Diabetes is one of those non-communicable diseases which is steadily increasing everywhere: both in developed and developing countries. According to World Health Organisation (WHO), diabetes not only can lead to complications but also can increase the risk of premature death.
For a long period of time, cases of diabetes have been categorised as type 1 or type 2. However, a recent research article, published in The Lancet, classified this fast-moving disease into five categories.
Currently diabetes is diagnosed by measuring only one metabolite — glucose; and that could be one explanation for the ineffectivity of the ongoing treatment strategies. Therefore, for further in-depth exploration of this emerging disease, the researchers from Sweden attempted to update the classification system of diabetes diagnosis.
At present diabetes has been classified according to age of onset and presence or absence of antibodies which attack pancreatic beta cells. But in this research article, the authors proposed five “clusters” of the disease by focusing on six different variables: age, body mass index, presence of beta-cell antibodies, level of metabolic control and measures of beta-cell function and insulin resistance.
The newly classified clusters are:
- Severe Insulin-Resistant Diabetes (SIRD) — not only bringing in insulin resistance but also the risk of diabetic kidney disease;
- Severe Insulin-Deficient Diabetes (SIDD), comprising of poor metabolic control mainly among young adults;
- Severe Autoimmune Diabetes, coinciding with type 1 diabetes;
- Mild Age-Related Diabetes (MARD); and
- Mild Obesity-Related Diabetes (MOD).
The last two types are benign forms of diabetes. The researchers mentioned that SIRD and SIDD were masked with type 2 diabetes.
According to study results, these subtypes of diabetes will come to the aid in identifying people who could be at high risk of developing diabetes-related chronic complications and guiding healthcare professionals about treatment of choice.
The researchers also hoped that this newly proposed classification would be beneficial not only for newly diagnosed patient but also for those who are suffering from diabetes type 2 for a while.

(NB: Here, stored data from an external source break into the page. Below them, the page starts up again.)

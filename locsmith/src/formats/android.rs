//! Support for Android `strings.xml` resources.
//!
//! `<string>` elements map to plain keys and `<string-array>` elements to
//! indexed composite keys, so arrays survive the flat representation and
//! are re-emitted natively on serialize.

use indexmap::IndexMap;
use quick_xml::{
    Reader, Writer,
    events::{BytesDecl, BytesEnd, BytesStart, BytesText, Event},
};

use crate::error::Error;
use crate::flatten::FlatMap;
use crate::key;
use crate::traits::FormatParser;

pub struct AndroidStringsParser;

impl FormatParser for AndroidStringsParser {
    fn parse(&self, input: &str) -> Result<FlatMap, Error> {
        // No text trimming: leading/trailing whitespace inside a value is
        // content and must survive the round trip. Whitespace between
        // elements arrives as text events and is ignored below.
        let mut reader = Reader::from_str(input);

        let mut flat = FlatMap::new();
        let mut saw_resources = false;

        loop {
            match reader.read_event() {
                Ok(Event::Start(ref e)) if e.name().as_ref() == b"resources" => {
                    saw_resources = true;
                }
                Ok(Event::Start(ref e)) if e.name().as_ref() == b"string" => {
                    let name = name_attribute(e)?;
                    let value = read_text(&mut reader, b"string")?;
                    flat.insert(key::encode(&name), value);
                }
                Ok(Event::Start(ref e)) if e.name().as_ref() == b"string-array" => {
                    let name = name_attribute(e)?;
                    parse_string_array(&mut reader, &key::encode(&name), &mut flat)?;
                }
                Ok(Event::Eof) => break,
                Ok(_) => {}
                Err(e) => return Err(Error::XmlParse(e)),
            }
        }

        if !saw_resources {
            return Err(Error::invalid_structure(
                "strings.xml must contain a <resources> root element",
            ));
        }

        Ok(flat)
    }

    fn serialize(
        &self,
        _locale: &str,
        data: &FlatMap,
        _original: Option<&str>,
    ) -> Result<String, Error> {
        // Regroup indexed keys into arrays, preserving first-appearance order.
        enum Item {
            Single(String),
            Array(Vec<String>),
        }
        let mut items: IndexMap<String, Item> = IndexMap::new();

        for (composite, value) in data {
            match split_array_key(composite) {
                Some((base, index)) => {
                    let entry = items
                        .entry(base.to_string())
                        .or_insert_with(|| Item::Array(Vec::new()));
                    let Item::Array(values) = entry else {
                        return Err(Error::invalid_structure(format!(
                            "key `{}` is both a string and a string-array",
                            composite
                        )));
                    };
                    if index >= values.len() {
                        values.resize(index + 1, String::new());
                    }
                    values[index] = value.clone();
                }
                None => {
                    items.insert(composite.clone(), Item::Single(value.clone()));
                }
            }
        }

        let mut out = Vec::new();
        let mut writer = Writer::new(&mut out);

        writer.write_event(Event::Decl(BytesDecl::new("1.0", Some("utf-8"), None)))?;
        writer.write_event(Event::Text(BytesText::new("\n")))?;
        writer.write_event(Event::Start(BytesStart::new("resources")))?;
        writer.write_event(Event::Text(BytesText::new("\n")))?;

        for (composite, item) in &items {
            let name = key::decode(composite)?;
            match item {
                Item::Single(value) => {
                    writer.write_event(Event::Text(BytesText::new("    ")))?;
                    let mut elem = BytesStart::new("string");
                    elem.push_attribute(("name", name.as_str()));
                    writer.write_event(Event::Start(elem))?;
                    writer.write_event(Event::Text(BytesText::new(value)))?;
                    writer.write_event(Event::End(BytesEnd::new("string")))?;
                    writer.write_event(Event::Text(BytesText::new("\n")))?;
                }
                Item::Array(values) => {
                    writer.write_event(Event::Text(BytesText::new("    ")))?;
                    let mut elem = BytesStart::new("string-array");
                    elem.push_attribute(("name", name.as_str()));
                    writer.write_event(Event::Start(elem))?;
                    writer.write_event(Event::Text(BytesText::new("\n")))?;
                    for value in values {
                        writer.write_event(Event::Text(BytesText::new("        ")))?;
                        writer.write_event(Event::Start(BytesStart::new("item")))?;
                        writer.write_event(Event::Text(BytesText::new(value)))?;
                        writer.write_event(Event::End(BytesEnd::new("item")))?;
                        writer.write_event(Event::Text(BytesText::new("\n")))?;
                    }
                    writer.write_event(Event::Text(BytesText::new("    ")))?;
                    writer.write_event(Event::End(BytesEnd::new("string-array")))?;
                    writer.write_event(Event::Text(BytesText::new("\n")))?;
                }
            }
        }

        writer.write_event(Event::End(BytesEnd::new("resources")))?;
        writer.write_event(Event::Text(BytesText::new("\n")))?;

        String::from_utf8(out)
            .map_err(|e| Error::invalid_structure(format!("non-UTF-8 XML output: {}", e)))
    }
}

fn name_attribute(e: &BytesStart) -> Result<String, Error> {
    for attr in e.attributes().with_checks(false) {
        let attr = attr.map_err(|e| Error::invalid_structure(e.to_string()))?;
        if attr.key.as_ref() == b"name" {
            return Ok(attr
                .unescape_value()
                .map_err(|e| Error::invalid_structure(e.to_string()))?
                .to_string());
        }
    }
    Err(Error::invalid_structure(
        "element missing 'name' attribute".to_string(),
    ))
}

fn read_text(reader: &mut Reader<&[u8]>, closing: &[u8]) -> Result<String, Error> {
    let mut value = String::new();
    loop {
        match reader.read_event() {
            Ok(Event::Text(t)) => value.push_str(&t.unescape().map_err(Error::XmlParse)?),
            Ok(Event::End(ref e)) if e.name().as_ref() == closing => break,
            Ok(Event::Eof) => {
                return Err(Error::invalid_structure("unexpected end of file".to_string()));
            }
            Ok(_) => {}
            Err(e) => return Err(Error::XmlParse(e)),
        }
    }
    Ok(value)
}

fn parse_string_array(
    reader: &mut Reader<&[u8]>,
    base: &str,
    flat: &mut FlatMap,
) -> Result<(), Error> {
    let mut index = 0usize;
    loop {
        match reader.read_event() {
            Ok(Event::Start(ref e)) if e.name().as_ref() == b"item" => {
                let value = read_text(reader, b"item")?;
                flat.insert(format!("{}[{}]", base, index), value);
                index += 1;
            }
            Ok(Event::End(ref e)) if e.name().as_ref() == b"string-array" => break,
            Ok(Event::Eof) => {
                return Err(Error::invalid_structure("unexpected end of file".to_string()));
            }
            Ok(_) => {}
            Err(e) => return Err(Error::XmlParse(e)),
        }
    }
    Ok(())
}

// Splits `name[3]` into ("name", 3); returns None for plain keys.
fn split_array_key(composite: &str) -> Option<(&str, usize)> {
    let stripped = composite.strip_suffix(']')?;
    let open = stripped.rfind('[')?;
    let index = stripped[open + 1..].parse::<usize>().ok()?;
    Some((&stripped[..open], index))
}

Although the researchers did not claim this as the best classification system, their data suggested that this classification system is superior to the prevalent one. Therefore, adopting this new classification system could be an important step towards precision medicine in diabetes.
Last but not the least, further research on diabetes diagnosis among more diverse population is necessary before implementing this classification into everyday clinical practice.